RECORDS PROVIDED Block Start
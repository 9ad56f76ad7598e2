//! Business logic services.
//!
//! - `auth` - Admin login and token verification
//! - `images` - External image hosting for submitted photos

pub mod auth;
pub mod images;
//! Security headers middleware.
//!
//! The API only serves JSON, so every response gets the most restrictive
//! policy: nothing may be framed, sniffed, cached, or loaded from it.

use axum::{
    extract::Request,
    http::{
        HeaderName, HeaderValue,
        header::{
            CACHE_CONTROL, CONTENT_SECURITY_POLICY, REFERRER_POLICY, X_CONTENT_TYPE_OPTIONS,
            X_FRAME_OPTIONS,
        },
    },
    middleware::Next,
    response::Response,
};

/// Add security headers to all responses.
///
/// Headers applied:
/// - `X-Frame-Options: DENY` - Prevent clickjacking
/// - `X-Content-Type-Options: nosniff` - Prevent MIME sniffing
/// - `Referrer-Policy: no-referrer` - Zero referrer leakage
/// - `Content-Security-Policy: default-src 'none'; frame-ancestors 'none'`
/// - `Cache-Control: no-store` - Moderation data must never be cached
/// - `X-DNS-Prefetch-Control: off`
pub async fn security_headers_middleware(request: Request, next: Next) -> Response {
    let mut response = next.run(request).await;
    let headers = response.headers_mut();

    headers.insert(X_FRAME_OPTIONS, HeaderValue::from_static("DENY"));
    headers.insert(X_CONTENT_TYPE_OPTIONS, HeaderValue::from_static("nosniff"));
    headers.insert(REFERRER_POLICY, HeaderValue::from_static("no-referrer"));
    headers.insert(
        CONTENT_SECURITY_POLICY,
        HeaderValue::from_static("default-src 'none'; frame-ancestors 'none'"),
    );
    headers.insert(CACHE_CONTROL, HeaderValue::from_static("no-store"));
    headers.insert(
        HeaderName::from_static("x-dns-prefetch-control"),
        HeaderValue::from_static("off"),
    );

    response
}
RECORDS PROVIDED Block End
RECORDS PROVIDED Block Start
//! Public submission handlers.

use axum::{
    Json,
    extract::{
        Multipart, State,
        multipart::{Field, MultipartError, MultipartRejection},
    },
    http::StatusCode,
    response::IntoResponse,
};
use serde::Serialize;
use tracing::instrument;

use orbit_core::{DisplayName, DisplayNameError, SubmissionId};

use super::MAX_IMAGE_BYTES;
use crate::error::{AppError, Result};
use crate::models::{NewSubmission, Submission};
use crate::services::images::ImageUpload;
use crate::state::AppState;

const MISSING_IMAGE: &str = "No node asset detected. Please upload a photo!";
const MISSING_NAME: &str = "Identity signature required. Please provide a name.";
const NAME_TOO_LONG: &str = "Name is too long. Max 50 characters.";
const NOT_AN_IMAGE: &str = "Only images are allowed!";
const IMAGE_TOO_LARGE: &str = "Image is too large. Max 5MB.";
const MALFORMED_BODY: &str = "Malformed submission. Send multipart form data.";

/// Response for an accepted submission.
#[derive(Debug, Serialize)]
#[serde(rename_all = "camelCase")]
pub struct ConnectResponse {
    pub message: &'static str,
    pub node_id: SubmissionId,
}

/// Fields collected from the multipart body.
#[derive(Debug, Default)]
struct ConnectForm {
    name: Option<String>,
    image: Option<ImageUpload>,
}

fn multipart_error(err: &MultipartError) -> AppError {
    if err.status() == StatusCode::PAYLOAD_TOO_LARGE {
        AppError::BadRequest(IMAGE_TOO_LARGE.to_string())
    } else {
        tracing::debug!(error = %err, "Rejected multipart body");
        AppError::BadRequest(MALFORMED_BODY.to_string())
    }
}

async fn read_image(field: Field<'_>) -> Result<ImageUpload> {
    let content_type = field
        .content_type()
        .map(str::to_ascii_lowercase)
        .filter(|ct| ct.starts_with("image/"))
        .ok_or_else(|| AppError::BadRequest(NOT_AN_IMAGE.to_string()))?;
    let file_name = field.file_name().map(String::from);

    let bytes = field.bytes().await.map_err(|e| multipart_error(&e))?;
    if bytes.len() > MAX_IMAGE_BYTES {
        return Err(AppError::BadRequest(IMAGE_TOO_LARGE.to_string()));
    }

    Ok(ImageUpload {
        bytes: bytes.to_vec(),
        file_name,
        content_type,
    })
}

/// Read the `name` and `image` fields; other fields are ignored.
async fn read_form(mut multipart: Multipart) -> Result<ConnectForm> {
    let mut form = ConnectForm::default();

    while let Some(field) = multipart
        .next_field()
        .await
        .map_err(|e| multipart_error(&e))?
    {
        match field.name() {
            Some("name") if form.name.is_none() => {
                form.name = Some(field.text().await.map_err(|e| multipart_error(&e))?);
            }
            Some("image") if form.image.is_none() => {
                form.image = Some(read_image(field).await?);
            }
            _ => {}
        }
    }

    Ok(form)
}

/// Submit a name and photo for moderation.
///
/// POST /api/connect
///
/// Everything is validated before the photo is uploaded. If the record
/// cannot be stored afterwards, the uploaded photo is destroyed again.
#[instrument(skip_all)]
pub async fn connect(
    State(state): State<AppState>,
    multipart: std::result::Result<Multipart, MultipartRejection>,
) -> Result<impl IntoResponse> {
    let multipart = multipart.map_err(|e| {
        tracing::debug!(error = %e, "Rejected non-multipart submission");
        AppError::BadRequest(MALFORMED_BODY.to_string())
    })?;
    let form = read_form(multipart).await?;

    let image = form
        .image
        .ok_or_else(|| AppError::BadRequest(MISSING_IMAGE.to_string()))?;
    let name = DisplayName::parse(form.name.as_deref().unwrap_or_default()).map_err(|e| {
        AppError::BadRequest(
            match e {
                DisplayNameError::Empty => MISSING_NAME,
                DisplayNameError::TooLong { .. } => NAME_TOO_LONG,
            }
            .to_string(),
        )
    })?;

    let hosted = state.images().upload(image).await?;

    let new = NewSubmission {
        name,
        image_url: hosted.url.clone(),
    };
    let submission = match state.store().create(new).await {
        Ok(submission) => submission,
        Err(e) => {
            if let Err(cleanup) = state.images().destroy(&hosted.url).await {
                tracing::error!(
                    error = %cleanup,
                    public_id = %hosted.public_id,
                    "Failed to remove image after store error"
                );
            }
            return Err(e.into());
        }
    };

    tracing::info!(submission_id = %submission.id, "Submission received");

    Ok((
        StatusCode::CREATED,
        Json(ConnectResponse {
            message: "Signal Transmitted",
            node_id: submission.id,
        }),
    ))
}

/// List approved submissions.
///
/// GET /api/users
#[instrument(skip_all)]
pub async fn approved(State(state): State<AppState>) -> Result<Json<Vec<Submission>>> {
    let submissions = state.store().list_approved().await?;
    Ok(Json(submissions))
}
RECORDS PROVIDED Block End
Establish how many lines of the entries hold the word "MultipartError", giving nothing but the number.

RESPONSE BOX: 2